DUBLIN — Twice in five months, Dublin's elected leaders have told the federal government in plain language to keep ICE out of their city. The City Council voted unanimously in December.
The Alameda County Board of Supervisors followed unanimously in April. Neither vote slowed Washington down.
On May 1, 2026 the Federal Bureau of Prisons released an Environmental Assessment of the former Federal Correctional Institution Dublin and opened a 30-day public comment window.
That window closes June 1, 2026
The assessment is the first concrete federal step toward transferring the property, the same property both the city and the county have asked the federal government not to repurpose.

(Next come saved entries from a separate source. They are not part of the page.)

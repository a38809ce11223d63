//! Cookie parsing stage.

use std::collections::HashMap;

use axum::{
    extract::Request,
    http::header,
    middleware::Next,
    response::Response,
};

use crate::pipeline::{probe, Stage};

/// Request cookies parsed from the `Cookie` header.
///
/// Always present downstream of this stage; empty when the client sent no
/// cookies.
#[derive(Debug, Clone, Default)]
pub struct Cookies(HashMap<String, String>);

impl Cookies {
    pub fn get(&self, name: &str) -> Option<&str> {
        self.0.get(name).map(String::as_str)
    }

    pub fn len(&self) -> usize {
        self.0.len()
    }

    pub fn is_empty(&self) -> bool {
        self.0.is_empty()
    }
}

/// Middleware function parsing the `Cookie` header into an extension.
pub async fn parse(mut request: Request, next: Next) -> Response {
    probe::mark(&request, Stage::Cookies);

    let cookies = request
        .headers()
        .get(header::COOKIE)
        .and_then(|value| value.to_str().ok())
        .map(parse_header)
        .unwrap_or_default();
    request.extensions_mut().insert(cookies);

    next.run(request).await
}

fn parse_header(header: &str) -> Cookies {
    let mut map = HashMap::new();
    for pair in header.split(';') {
        if let Some((name, value)) = pair.split_once('=') {
            map.insert(name.trim().to_string(), value.trim().to_string());
        }
    }
    Cookies(map)
}
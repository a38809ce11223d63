//! Mounted route groups.
//!
//! The pipeline does not implement resource handlers; it mounts routers the
//! embedding application registers through [`RouteSet`]. Each group lives
//! under a literal prefix below `/api/v1`.

use axum::Router;

use crate::http::error::ApiError;

/// Common prefix for every mounted resource group.
pub const API_PREFIX: &str = "/api/v1";

/// The five resource routers the service mounts.
///
/// Handlers are external collaborators; the default set answers every
/// resource request with a 404 until real routers are registered.
pub struct RouteSet {
    pub bootcamps: Router,
    pub courses: Router,
    pub auth: Router,
    pub users: Router,
    pub reviews: Router,
}

impl RouteSet {
    pub fn new(
        bootcamps: Router,
        courses: Router,
        auth: Router,
        users: Router,
        reviews: Router,
    ) -> Self {
        Self {
            bootcamps,
            courses,
            auth,
            users,
            reviews,
        }
    }

    /// Mount every group under its prefix.
    pub(crate) fn mount(self, app: Router) -> Router {
        app.nest(&format!("{API_PREFIX}/bootcamps"), self.bootcamps)
            .nest(&format!("{API_PREFIX}/courses"), self.courses)
            .nest(&format!("{API_PREFIX}/auth"), self.auth)
            .nest(&format!("{API_PREFIX}/users"), self.users)
            .nest(&format!("{API_PREFIX}/reviews"), self.reviews)
    }
}

impl Default for RouteSet {
    fn default() -> Self {
        Self::new(
            unregistered(),
            unregistered(),
            unregistered(),
            unregistered(),
            unregistered(),
        )
    }
}

fn unregistered() -> Router {
    Router::new().fallback(|| async { ApiError::NotFound })
}
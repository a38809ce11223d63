//! Process-level failure supervision.
//!
//! # Responsibilities
//! - Own the serving task's lifecycle handle and the shutdown coordinator
//! - Collect fatal reports from supervised background tasks
//! - On a fatal report: log once, close the listener, exit non-zero
//!
//! # Design Decisions
//! - A fatal background failure is unrecoverable by definition; the only
//!   response is an orderly close, never a retry
//! - The shutdown handle is passed in explicitly, no ambient globals
//! - Ctrl-C takes the same close path with a zero exit code

use std::future::Future;
use std::sync::Arc;

use tokio::sync::mpsc;
use tokio::task::JoinHandle;

use crate::lifecycle::Shutdown;

/// Result type for supervised background tasks.
pub type TaskResult = Result<(), Box<dyn std::error::Error + Send + Sync>>;

/// A failure severe enough to bring the process down.
#[derive(Debug, thiserror::Error)]
#[error("task {task} failed: {message}")]
pub struct FatalError {
    pub task: &'static str,
    pub message: String,
}

/// Reporting handle cloned into supervised tasks.
#[derive(Clone)]
pub struct FatalHandle {
    tx: mpsc::UnboundedSender<FatalError>,
}

impl FatalHandle {
    /// Report a fatal failure. Never blocks; a report after shutdown has
    /// already begun is dropped.
    pub fn report(&self, task: &'static str, message: impl Into<String>) {
        let _ = self.tx.send(FatalError {
            task,
            message: message.into(),
        });
    }
}

/// Spawn a background task whose failure is fatal to the process.
///
/// The task's own panic or error is translated into a report; it never
/// takes the process down directly.
pub fn spawn_supervised<F>(task: &'static str, fatal: &FatalHandle, future: F) -> JoinHandle<()>
where
    F: Future<Output = TaskResult> + Send + 'static,
{
    let handle = fatal.clone();
    tokio::spawn(async move {
        let inner = tokio::spawn(future);
        match inner.await {
            Ok(Ok(())) => {}
            Ok(Err(err)) => handle.report(task, err.to_string()),
            Err(join_err) if join_err.is_panic() => handle.report(task, "task panicked"),
            Err(join_err) => handle.report(task, join_err.to_string()),
        }
    })
}

/// Top-level supervisor owning the listener's lifecycle.
pub struct Supervisor {
    shutdown: Arc<Shutdown>,
    fatal_rx: mpsc::UnboundedReceiver<FatalError>,
}

impl Supervisor {
    pub fn new(shutdown: Arc<Shutdown>) -> (Self, FatalHandle) {
        let (tx, fatal_rx) = mpsc::unbounded_channel();
        (Self { shutdown, fatal_rx }, FatalHandle { tx })
    }

    /// Supervise the serving task until it finishes, a fatal error is
    /// reported, or the process receives Ctrl-C.
    ///
    /// Returns the process exit code: 1 on the fatal path, 0 otherwise.
    /// The listener is closed (accept stops, in-flight requests drain)
    /// before this returns.
    pub async fn run(mut self, mut server: JoinHandle<std::io::Result<()>>) -> u8 {
        let code = tokio::select! {
            Some(fatal) = self.fatal_rx.recv() => {
                tracing::error!(task = fatal.task, error = %fatal.message, "Fatal error, closing listener");
                self.shutdown.trigger();
                1
            }
            _ = tokio::signal::ctrl_c() => {
                tracing::info!("Shutdown signal received");
                self.shutdown.trigger();
                0
            }
            result = &mut server => {
                return Self::server_exit_code(result);
            }
        };

        // Wait for the drain to finish before reporting the exit code.
        let result = (&mut server).await;
        if let Ok(Err(err)) = &result {
            tracing::error!(error = %err, "Server ended with an error during shutdown");
        }
        code
    }

    fn server_exit_code(result: Result<std::io::Result<()>, tokio::task::JoinError>) -> u8 {
        match result {
            Ok(Ok(())) => 0,
            Ok(Err(err)) => {
                tracing::error!(error = %err, "Server ended with an error");
                1
            }
            Err(join_err) => {
                tracing::error!(error = %join_err, "Server task aborted");
                1
            }
        }
    }
}
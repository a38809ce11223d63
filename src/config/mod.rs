//! Configuration management subsystem.
//!
//! # Data Flow
//! ```text
//! .env file (optional, loaded first)
//!     → process environment
//!     → loader.rs (typed parsing, fail fast on bad values)
//!     → AppConfig (immutable for the process lifetime)
//! ```
//!
//! # Design Decisions
//! - Config is built once at startup; there is no reload path
//! - All fields have defaults so an empty environment still boots
//! - Only syntactic validation; semantics belong to the consuming stage

pub mod loader;
pub mod schema;

pub use loader::{from_env, ConfigError};
pub use schema::{
    AppConfig, AppEnv, BodyConfig, DatabaseConfig, ListenerConfig, ObservabilityConfig,
    RateLimitConfig, StartupPolicy, StaticFilesConfig, UploadConfig,
};
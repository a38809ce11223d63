//! Security response headers stage.
//!
//! # Responsibilities
//! - Stamp a fixed hardening header set on every response, including
//!   short-circuited ones produced by inner stages
//!
//! # Design Decisions
//! - Headers are overwritten, not merged: the pipeline owns these values
//! - The set mirrors the conventional hardening defaults for JSON APIs

use axum::{
    extract::Request,
    http::{HeaderName, HeaderValue},
    middleware::Next,
    response::Response,
};

use crate::pipeline::{probe, Stage};

const SECURITY_HEADERS: [(&str, &str); 6] = [
    ("x-content-type-options", "nosniff"),
    ("x-frame-options", "SAMEORIGIN"),
    ("x-dns-prefetch-control", "off"),
    ("x-download-options", "noopen"),
    (
        "strict-transport-security",
        "max-age=15552000; includeSubDomains",
    ),
    ("x-xss-protection", "1; mode=block"),
];

/// Middleware function applying the hardening header set.
pub async fn apply(request: Request, next: Next) -> Response {
    probe::mark(&request, Stage::SecurityHeaders);

    let mut response = next.run(request).await;
    for (name, value) in SECURITY_HEADERS {
        response.headers_mut().insert(
            HeaderName::from_static(name),
            HeaderValue::from_static(value),
        );
    }
    response
}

For the residents, survivors, faith leaders and immigrant-rights organizers who make up the ICE Out of Dublin Coalition, the message from the federal process is hard to miss: Dublin's vote was symbolic. The federal government's next move will not be.
"Build it and ICE will fill it." That's the slogan the coalition is taking to the streets of Dublin this month.
What the federal government's own report admits
The Environmental Assessment, written by the Bureau of Prisons itself, does not read like a document about a healthy piece of land.
According to the report, FCI Dublin sits on a property with a leaking sewage system that may be contaminating groundwater. It carries decades of contamination from its earlier use as a military base. It is designated an active clean-up site. There is diesel fuel contamination on the grounds.
BOP Acting Director William Lothrop has previously said it would take tens of millions of dollars to renovate the 50-year-old facility.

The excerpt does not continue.